Isu kecepatan laju pertambahan penduduk Indonesia yang mencapai 1,3-1,5% per tahun, harus diimbangi dengan laju pertambahan produksi padi. Hal ini dimaksudkan agar Negara merasa aman untuk dapat memenuhi kebutuhan makan rakyatnya. Tetapi kenyataannya, justru setiap tahun diperkirakan laju alih fungsi sawah hampir 100 ribu hektar dan kemampuan pemerintah mencetak sawah baru hanya 30 ribu hektar per tahun. Keadaan ini harus menjadi perhatian serius pemerintah untuk memikirkan fakta tersebut.
Masyarakat Indonesia, terutama masyarakat miskin, dikenal sebagai sebagai pemakan nasi dalam jumlah besar. Awalnya, kultur makan beras hanya pada sebagian penduduk Sumatera, Jawa, Bali, Kalimantan dan Sulawesi.
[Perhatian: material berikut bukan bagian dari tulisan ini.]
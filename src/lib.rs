//! Invoice-View: reactive client-side view of a remote invoices collection
//!
//! The crate keeps an in-memory materialized view of the remote `invoices`
//! collection, enriched with the matching `customers` record, and keeps it
//! consistent as add and delete commands are issued.
//!
//! # Core Concepts
//!
//! - **Fetch-once cache**: the base collection is fetched at most once and
//!   shared by every demander
//! - **Join**: invoices are left-joined with customers on `customer_id`
//! - **Commands**: adds and deletes are folded into the current collection in
//!   arrival order
//! - **Replay streams**: every observer receives the latest value on
//!   subscription and every later value
//! - **Sub-resources**: invoice items are loaded per selected invoice, and a
//!   new selection abandons the previous load
//!
//! # Example
//!
//! ```no_run
//! use invoice_view::prelude::*;
//! use std::sync::Arc;
//!
//! # async fn example() -> invoice_view::error::Result<()> {
//! let transport = Arc::new(HttpTransport::new(&HttpConfig::default())?);
//! let (store, _customers) = InvoiceStore::with_transport(transport, StoreConfig::default());
//!
//! let mut invoices = store.request_collection()?;
//! if let Some(current) = invoices.next().await {
//!     println!("{} invoices", current?.len());
//! }
//!
//! store.submit_delete(RecordId(1)).await?;
//! # Ok(())
//! # }
//! ```

pub mod cli;
pub mod config;
pub mod core;
pub mod customers;
pub mod error;
pub mod storage;
pub mod stream;
pub mod transport;

/// Main store type
pub mod store;

/// Prelude module for common imports
pub mod prelude {
    pub use crate::config::{HttpConfig, JoinPolicy, StoreConfig};
    pub use crate::core::*;
    pub use crate::customers::{CustomerSource, CustomersService};
    pub use crate::error::{Error, Result};
    pub use crate::storage::*;
    pub use crate::store::InvoiceStore;
    pub use crate::stream::*;
    pub use crate::transport::*;
}
//! Shading options with documented defaults.
//!
//! The light and material coefficients live here as explicit configuration
//! so hosts can tune them without touching the render algorithm; the
//! render pass uploads them once at construction and never mutates them.

mod lighting;
mod material;

pub use lighting::LightingOptions;
pub use material::MaterialOptions;
use serde::{Deserialize, Serialize};

/// Top-level shading options container. Both sub-structs use
/// `#[serde(default)]` so partial JSON documents (e.g. only overriding
/// `lighting`) work correctly.
#[derive(Debug, Clone, Serialize, Deserialize, PartialEq, Default)]
#[serde(default)]
pub struct Options {
    /// Directional light coefficients.
    pub lighting: LightingOptions,
    /// Surface material coefficients.
    pub material: MaterialOptions,
}

#[cfg(test)]
mod tests {
    use super::*;

    #[test]
    fn default_round_trips_through_json() {
        let opts = Options::default();
        let json = serde_json::to_string_pretty(&opts).unwrap();
        let parsed: Options = serde_json::from_str(&json).unwrap();
        assert_eq!(opts, parsed);
    }

    #[test]
    fn partial_document_keeps_other_defaults() {
        let parsed: Options =
            serde_json::from_str(r#"{"lighting":{"ambient":[0.2,0.2,0.2]}}"#)
                .unwrap();
        assert_eq!(parsed.lighting.ambient, [0.2, 0.2, 0.2]);
        assert_eq!(parsed.lighting.diffuse, [0.9, 0.9, 0.9]);
        assert_eq!(parsed.material, MaterialOptions::default());
    }
}
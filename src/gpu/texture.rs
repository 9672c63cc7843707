//! Depth-input texture: immutable 16-bit integer storage, refreshed every
//! frame.

use glow::HasContext;

use crate::error::DepthVizError;

/// Single-channel unsigned 16-bit (R16UI) texture holding the padded depth
/// frame. Storage is allocated once at the configured resolution and never
/// resized; `upload` overwrites the full contents each call.
#[derive(Debug)]
pub struct DepthMapTexture {
    raw: glow::NativeTexture,
    width: u32,
    height: u32,
}

impl DepthMapTexture {
    /// Allocate immutable storage at the given resolution (no data yet).
    ///
    /// # Errors
    ///
    /// [`DepthVizError::GlAllocation`] if the texture object cannot be
    /// created.
    pub fn new(
        gl: &glow::Context,
        width: u32,
        height: u32,
    ) -> Result<Self, DepthVizError> {
        unsafe {
            let raw = gl.create_texture().map_err(|msg| {
                DepthVizError::GlAllocation(format!("create_texture: {msg}"))
            })?;
            gl.bind_texture(glow::TEXTURE_2D, Some(raw));
            gl.tex_storage_2d(
                glow::TEXTURE_2D,
                1,
                glow::R16UI,
                width as i32,
                height as i32,
            );
            // Integer textures are fetched with texelFetch, which ignores
            // the sampler state; NEAREST keeps the texture complete for any
            // sampler-based shader variant as well.
            gl.tex_parameter_i32(
                glow::TEXTURE_2D,
                glow::TEXTURE_MIN_FILTER,
                glow::NEAREST as i32,
            );
            gl.tex_parameter_i32(
                glow::TEXTURE_2D,
                glow::TEXTURE_MAG_FILTER,
                glow::NEAREST as i32,
            );
            gl.tex_parameter_i32(
                glow::TEXTURE_2D,
                glow::TEXTURE_WRAP_S,
                glow::CLAMP_TO_EDGE as i32,
            );
            gl.tex_parameter_i32(
                glow::TEXTURE_2D,
                glow::TEXTURE_WRAP_T,
                glow::CLAMP_TO_EDGE as i32,
            );
            gl.bind_texture(glow::TEXTURE_2D, None);
            Ok(Self { raw, width, height })
        }
    }

    /// Overwrite the full texture with `samples` (row-major, top row first,
    /// exactly `width * height` values).
    pub fn upload(&self, gl: &glow::Context, samples: &[u16]) {
        debug_assert_eq!(
            samples.len(),
            self.width as usize * self.height as usize
        );
        unsafe {
            gl.bind_texture(glow::TEXTURE_2D, Some(self.raw));
            // Rows are 2-byte aligned for odd widths.
            gl.pixel_store_i32(glow::UNPACK_ALIGNMENT, 2);
            gl.tex_sub_image_2d(
                glow::TEXTURE_2D,
                0,
                0,
                0,
                self.width as i32,
                self.height as i32,
                glow::RED_INTEGER,
                glow::UNSIGNED_SHORT,
                glow::PixelUnpackData::Slice(bytemuck::cast_slice(samples)),
            );
            gl.bind_texture(glow::TEXTURE_2D, None);
        }
    }

    /// Bind the texture to the given texture unit.
    pub fn bind(&self, gl: &glow::Context, unit: u32) {
        unsafe {
            gl.active_texture(glow::TEXTURE0 + unit);
            gl.bind_texture(glow::TEXTURE_2D, Some(self.raw));
        }
    }

    /// Delete the texture object. The creating context must be current.
    pub fn destroy(self, gl: &glow::Context) {
        unsafe { gl.delete_texture(self.raw) };
    }
}
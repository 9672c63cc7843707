//! Pinhole camera description and projection math.

use glam::{Mat4, Vec4};
use serde::{Deserialize, Serialize};

/// Pinhole camera intrinsics over a fixed sensor resolution.
///
/// `width` and `height` fix the size of every GPU render target for the
/// lifetime of a [`crate::visualizer::DepthVisualizer`]; targets are never
/// resized after construction.
#[derive(Debug, Clone, Copy, PartialEq, Serialize, Deserialize)]
pub struct CameraIntrinsics {
    /// Sensor width in pixels.
    pub width: u32,
    /// Sensor height in pixels.
    pub height: u32,
    /// Focal length along x, in pixels.
    pub fx: f32,
    /// Focal length along y, in pixels.
    pub fy: f32,
    /// Principal point x, in pixels.
    pub cx: f32,
    /// Principal point y, in pixels.
    pub cy: f32,
}

impl CameraIntrinsics {
    /// Projection matrix mapping camera-space points into clip space for
    /// this camera, with the given near/far planes.
    ///
    /// The X/Y terms come straight from the pixel-space intrinsics and the
    /// Y term is negated, so the sensor's top-left pixel origin lands in
    /// GL's bottom-left clip-space convention.
    ///
    /// The render pass does not consume this matrix - the fragment stage
    /// reconstructs geometry from the intrinsics uniform block instead. It
    /// is provided for hosts that rasterize actual geometry against the
    /// same camera.
    #[must_use]
    pub fn projection_matrix(&self, near_clip: f32, far_clip: f32) -> Mat4 {
        let w = self.width as f32;
        let h = self.height as f32;
        Mat4::from_cols(
            Vec4::new(2.0 * self.fx / w, 0.0, 0.0, 0.0),
            Vec4::new(0.0, -2.0 * self.fy / h, 0.0, 0.0),
            Vec4::new(
                (2.0 * self.cx - w) / w,
                (h - 2.0 * self.cy) / h,
                -(far_clip + near_clip) / (near_clip - far_clip),
                1.0,
            ),
            Vec4::new(
                0.0,
                0.0,
                2.0 * far_clip * near_clip / (near_clip - far_clip),
                0.0,
            ),
        )
    }
}

/// Clipping planes and the depth-validity bound for the render pass.
#[derive(Debug, Clone, Copy, PartialEq, Serialize, Deserialize)]
pub struct ClipConfig {
    /// Near clipping plane distance. Must be less than `far_clip`.
    pub near_clip: f32,
    /// Far clipping plane distance.
    pub far_clip: f32,
    /// Upper bound on reconstructed depth; fragments farther away are
    /// discarded by the shading stage.
    pub max_dist: f32,
}

#[cfg(test)]
mod tests {
    use super::*;

    fn test_camera() -> CameraIntrinsics {
        CameraIntrinsics {
            width: 640,
            height: 480,
            fx: 525.0,
            fy: 525.0,
            cx: 320.0,
            cy: 240.0,
        }
    }

    #[test]
    fn projection_matches_pinhole_convention() {
        let m = test_camera().projection_matrix(0.1, 5.0);

        let row0 = m.row(0);
        assert!((row0.x - 2.0 * 525.0 / 640.0).abs() < 1e-6);
        assert_eq!(row0.y, 0.0);
        assert_eq!(row0.z, 0.0); // cx centered: (2*320-640)/640
        assert_eq!(row0.w, 0.0);

        let row1 = m.row(1);
        assert_eq!(row1.x, 0.0);
        assert!((row1.y + 2.0 * 525.0 / 480.0).abs() < 1e-6);
        assert_eq!(row1.z, 0.0); // cy centered: (480-2*240)/480
        assert_eq!(row1.w, 0.0);

        let row2 = m.row(2);
        assert!((row2.z - 5.1 / 4.9).abs() < 1e-6);
        assert!((row2.w - 1.0 / -4.9).abs() < 1e-6);

        assert_eq!(m.row(3), Vec4::new(0.0, 0.0, 1.0, 0.0));
    }

    #[test]
    fn off_center_principal_point_shifts_third_column() {
        let cam = CameraIntrinsics {
            cx: 310.0,
            cy: 250.0,
            ..test_camera()
        };
        let m = cam.projection_matrix(0.1, 5.0);
        assert!((m.row(0).z - (2.0 * 310.0 - 640.0) / 640.0).abs() < 1e-6);
        assert!((m.row(1).z - (480.0 - 2.0 * 250.0) / 480.0).abs() < 1e-6);
    }

    #[test]
    fn intrinsics_deserialize_from_config_json() {
        let cam: CameraIntrinsics = serde_json::from_str(
            r#"{"width":640,"height":480,"fx":525.0,"fy":525.0,"cx":320.0,"cy":240.0}"#,
        )
        .unwrap();
        assert_eq!(cam, test_camera());
    }
}
//! Crate-level error types.

use std::fmt;
use std::io;

use crate::gpu::program::ShaderStage;

/// Errors produced by the depthviz crate.
///
/// Every variant is fatal to the operation that raised it: no partially
/// linked program, partially attached framebuffer, or partial frame output
/// is ever returned. Construction-time failures prevent the visualizer from
/// existing at all; per-call failures ([`Self::OversizeInput`]) leave the
/// visualizer reusable for subsequent valid calls.
#[derive(Debug)]
pub enum DepthVizError {
    /// A shader stage source file could not be read.
    ShaderIo {
        /// Stage whose source path failed to open.
        stage: ShaderStage,
        /// Underlying I/O failure.
        source: io::Error,
    },
    /// A shader stage failed to compile.
    ShaderCompile {
        /// Stage that failed.
        stage: ShaderStage,
        /// Compiler diagnostic, truncated to 2048 characters.
        log: String,
    },
    /// The shader program failed to link.
    ShaderLink {
        /// Linker diagnostic, truncated to 2048 characters.
        log: String,
    },
    /// The offscreen framebuffer did not report completeness after its
    /// attachments were bound.
    FramebufferIncomplete {
        /// Raw GL framebuffer status code.
        status: u32,
    },
    /// The input depth frame exceeds the configured camera resolution.
    OversizeInput {
        /// Dimensions of the rejected frame.
        given: (u32, u32),
        /// Configured maximum (camera width, height).
        max: (u32, u32),
    },
    /// The GL driver refused to allocate an object.
    GlAllocation(String),
    /// Depth-frame decode or output encode failure (batch layer).
    Image(image::ImageError),
    /// Config file I/O failure (batch layer).
    Io(io::Error),
    /// Config document parse failure (batch layer).
    ConfigParse(String),
}

impl fmt::Display for DepthVizError {
    fn fmt(&self, f: &mut fmt::Formatter<'_>) -> fmt::Result {
        match self {
            Self::ShaderIo { stage, source } => {
                write!(f, "failed to read {stage} shader source: {source}")
            }
            Self::ShaderCompile { stage, log } => {
                write!(f, "{stage} shader compile error:\n{log}")
            }
            Self::ShaderLink { log } => {
                write!(f, "shader program link error:\n{log}")
            }
            Self::FramebufferIncomplete { status } => {
                write!(f, "framebuffer incomplete (status 0x{status:x})")
            }
            Self::OversizeInput { given, max } => {
                write!(
                    f,
                    "depth frame {}x{} exceeds configured resolution {}x{}",
                    given.0, given.1, max.0, max.1
                )
            }
            Self::GlAllocation(msg) => {
                write!(f, "GL object allocation failed: {msg}")
            }
            Self::Image(e) => write!(f, "image error: {e}"),
            Self::Io(e) => write!(f, "I/O error: {e}"),
            Self::ConfigParse(msg) => write!(f, "config parse error: {msg}"),
        }
    }
}

impl std::error::Error for DepthVizError {
    fn source(&self) -> Option<&(dyn std::error::Error + 'static)> {
        match self {
            Self::ShaderIo { source, .. } | Self::Io(source) => Some(source),
            Self::Image(e) => Some(e),
            _ => None,
        }
    }
}

impl From<image::ImageError> for DepthVizError {
    fn from(e: image::ImageError) -> Self {
        Self::Image(e)
    }
}

impl From<io::Error> for DepthVizError {
    fn from(e: io::Error) -> Self {
        Self::Io(e)
    }
}

#[cfg(test)]
mod tests {
    use super::*;

    #[test]
    fn compile_error_names_the_stage() {
        let err = DepthVizError::ShaderCompile {
            stage: ShaderStage::Geometry,
            log: "0:1(1): error: syntax error".to_owned(),
        };
        let msg = err.to_string();
        assert!(msg.contains("GEOMETRY"));
        assert!(msg.contains("syntax error"));
    }

    #[test]
    fn oversize_error_reports_both_sizes() {
        let err = DepthVizError::OversizeInput {
            given: (800, 600),
            max: (640, 480),
        };
        assert_eq!(
            err.to_string(),
            "depth frame 800x600 exceeds configured resolution 640x480"
        );
    }

    #[test]
    fn shader_io_error_exposes_source() {
        use std::error::Error;
        let err = DepthVizError::ShaderIo {
            stage: ShaderStage::Vertex,
            source: io::Error::new(io::ErrorKind::NotFound, "missing"),
        };
        assert!(err.source().is_some());
        assert!(err.to_string().contains("VERTEX"));
    }
}
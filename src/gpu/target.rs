//! Offscreen render target: framebuffer plus renderbuffer attachments.

use glow::HasContext;

use crate::error::DepthVizError;

/// Color attachment slots of the offscreen target.
#[derive(Debug, Clone, Copy, PartialEq, Eq)]
pub enum ColorSlot {
    /// Attachment 0: Phong-shaded color.
    Phong,
    /// Attachment 1: encoded surface normals.
    Normal,
}

impl ColorSlot {
    const fn attachment(self) -> u32 {
        match self {
            Self::Phong => glow::COLOR_ATTACHMENT0,
            Self::Normal => glow::COLOR_ATTACHMENT1,
        }
    }

    const fn draw_buffer_index(self) -> u32 {
        match self {
            Self::Phong => 0,
            Self::Normal => 1,
        }
    }
}

/// A framebuffer with two RGBA8 color renderbuffers and one 32-bit float
/// depth renderbuffer, all at a fixed resolution.
///
/// Both color slots are declared as active draw targets at construction,
/// so one draw writes the Phong and normal outputs together.
#[derive(Debug)]
pub struct OffscreenTarget {
    fbo: glow::NativeFramebuffer,
    phong_rbo: glow::NativeRenderbuffer,
    normal_rbo: glow::NativeRenderbuffer,
    depth_rbo: glow::NativeRenderbuffer,
    width: u32,
    height: u32,
}

impl OffscreenTarget {
    /// Allocate storage, attach everything, and verify completeness.
    ///
    /// On any failure every object allocated so far is released; no
    /// partially attached framebuffer survives.
    ///
    /// # Errors
    ///
    /// [`DepthVizError::GlAllocation`] if an object cannot be created,
    /// [`DepthVizError::FramebufferIncomplete`] if the framebuffer does
    /// not report completeness right after attachment.
    pub fn new(
        gl: &glow::Context,
        width: u32,
        height: u32,
    ) -> Result<Self, DepthVizError> {
        unsafe {
            let phong_rbo =
                create_storage(gl, glow::RGBA8, width, height, &[])?;
            let normal_rbo =
                create_storage(gl, glow::RGBA8, width, height, &[phong_rbo])?;
            let depth_rbo = create_storage(
                gl,
                glow::DEPTH_COMPONENT32F,
                width,
                height,
                &[phong_rbo, normal_rbo],
            )?;

            let fbo = match gl.create_framebuffer() {
                Ok(fbo) => fbo,
                Err(msg) => {
                    delete_renderbuffers(
                        gl,
                        &[phong_rbo, normal_rbo, depth_rbo],
                    );
                    return Err(DepthVizError::GlAllocation(format!(
                        "create_framebuffer: {msg}"
                    )));
                }
            };

            gl.bind_framebuffer(glow::DRAW_FRAMEBUFFER, Some(fbo));
            gl.framebuffer_renderbuffer(
                glow::DRAW_FRAMEBUFFER,
                glow::COLOR_ATTACHMENT0,
                glow::RENDERBUFFER,
                Some(phong_rbo),
            );
            gl.framebuffer_renderbuffer(
                glow::DRAW_FRAMEBUFFER,
                glow::COLOR_ATTACHMENT1,
                glow::RENDERBUFFER,
                Some(normal_rbo),
            );
            gl.framebuffer_renderbuffer(
                glow::DRAW_FRAMEBUFFER,
                glow::DEPTH_ATTACHMENT,
                glow::RENDERBUFFER,
                Some(depth_rbo),
            );

            let status = gl.check_framebuffer_status(glow::DRAW_FRAMEBUFFER);
            if status != glow::FRAMEBUFFER_COMPLETE {
                gl.bind_framebuffer(glow::DRAW_FRAMEBUFFER, None);
                gl.delete_framebuffer(fbo);
                delete_renderbuffers(gl, &[phong_rbo, normal_rbo, depth_rbo]);
                return Err(DepthVizError::FramebufferIncomplete { status });
            }

            gl.draw_buffers(&[
                glow::COLOR_ATTACHMENT0,
                glow::COLOR_ATTACHMENT1,
            ]);
            gl.bind_framebuffer(glow::DRAW_FRAMEBUFFER, None);

            Ok(Self {
                fbo,
                phong_rbo,
                normal_rbo,
                depth_rbo,
                width,
                height,
            })
        }
    }

    /// Bind the framebuffer as the draw target.
    pub fn bind_draw(&self, gl: &glow::Context) {
        unsafe { gl.bind_framebuffer(glow::DRAW_FRAMEBUFFER, Some(self.fbo)) };
    }

    /// Clear both color attachments to transparent black and the depth
    /// attachment to the far value 1.0. The framebuffer must currently be
    /// bound as the draw target.
    pub fn clear(&self, gl: &glow::Context) {
        unsafe {
            for slot in [ColorSlot::Phong, ColorSlot::Normal] {
                gl.clear_buffer_f32_slice(
                    glow::COLOR,
                    slot.draw_buffer_index(),
                    &[0.0, 0.0, 0.0, 0.0],
                );
            }
            gl.clear_buffer_f32_slice(glow::DEPTH, 0, &[1.0]);
        }
    }

    /// Read one color attachment back as tightly packed RGBA8 rows in GL's
    /// bottom-up order.
    #[must_use]
    pub fn read_color(&self, gl: &glow::Context, slot: ColorSlot) -> Vec<u8> {
        let mut pixels =
            vec![0_u8; self.width as usize * self.height as usize * 4];
        unsafe {
            gl.bind_framebuffer(glow::READ_FRAMEBUFFER, Some(self.fbo));
            gl.read_buffer(slot.attachment());
            gl.read_pixels(
                0,
                0,
                self.width as i32,
                self.height as i32,
                glow::RGBA,
                glow::UNSIGNED_BYTE,
                glow::PixelPackData::Slice(&mut pixels),
            );
            gl.bind_framebuffer(glow::READ_FRAMEBUFFER, None);
        }
        pixels
    }

    /// Release the framebuffer and all three renderbuffers. The creating
    /// context must be current.
    pub fn destroy(self, gl: &glow::Context) {
        unsafe {
            gl.delete_framebuffer(self.fbo);
            delete_renderbuffers(
                gl,
                &[self.phong_rbo, self.normal_rbo, self.depth_rbo],
            );
        }
    }
}

unsafe fn create_storage(
    gl: &glow::Context,
    internal_format: u32,
    width: u32,
    height: u32,
    created_so_far: &[glow::NativeRenderbuffer],
) -> Result<glow::NativeRenderbuffer, DepthVizError> {
    let rbo = match gl.create_renderbuffer() {
        Ok(rbo) => rbo,
        Err(msg) => {
            delete_renderbuffers(gl, created_so_far);
            return Err(DepthVizError::GlAllocation(format!(
                "create_renderbuffer: {msg}"
            )));
        }
    };
    gl.bind_renderbuffer(glow::RENDERBUFFER, Some(rbo));
    gl.renderbuffer_storage(
        glow::RENDERBUFFER,
        internal_format,
        width as i32,
        height as i32,
    );
    gl.bind_renderbuffer(glow::RENDERBUFFER, None);
    Ok(rbo)
}

unsafe fn delete_renderbuffers(
    gl: &glow::Context,
    rbos: &[glow::NativeRenderbuffer],
) {
    for &rbo in rbos {
        gl.delete_renderbuffer(rbo);
    }
}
Sementara itu, masyarakat Nusa Tenggara, Maluku dan Papua berkultur makan umbi-umbian, sagu dan sukun. Namun sejak "revolusi hijau" 1970-an, kultur makan beras masuk sampai pedalaman papua. Selama empat dekade terakhir, terjadi diversifikasi kultur menyantap karbohidrat. Sayang pergeseran kultur lebih kuat mengarah ke gandum, dalam bentuk mi dan roti, bukan jagung atau umbi-umbian.
Kita tidak perlu berkaca terus kebelakang, karena masalah di depan mata sudah menanti. Menurut  para pengamat pertanian, kita semua berperan dominan dalam membuat keadaan masyarakat hingga sangat ketergantungan terhadap beras. Pertama dengan menjadikan beras sebagai komoditas politis, perhatian terhadap beras melebihi dari proporsi yang seharusnya dan secara tidak langsung ini menjadikan komoditi lain menjadi inferior, kurang bergengsi untuk mengkonsumsinya. Kedua, berbagai program sebelumnya, seperti pengadaan beras untuk pegawai negeri dan penanggulangan kelaparan dan raskin, makin memasyarakatkan konsumsi dan ketergantungan masyarakat terhadap beras dan menutup peluang pengembangan komoditas substitusinya.
Namun, semua permasalahan itu bisa diatasi jika masing-masing pihak yang berkompeten duduk satu meja dan meninggalkan ego sektoral masing-masing. Perlu ada lembaga baru yang menjadi penghubung antara kebijakan satu Kementerian/Lembaga dengan Kementerian/Lembaga lain. Andaikan Badan Pangan Nasional sudah terbentuk, maka kemungkinan besar berbagai polemik yang terjadi selama ini tidak akan terjadi. Overlapping kebijakan satu dengan kebijakan yang lain juga tidak akan terdengar. Polemik data produksi, konsumsi yang melahirkan impor sedikit demi sedikit akan sirna. Intinya adalah sesuai dengan pepatah "serahkan pada ahlinya" kalau memang negeri ini akan maju dan Berjaya.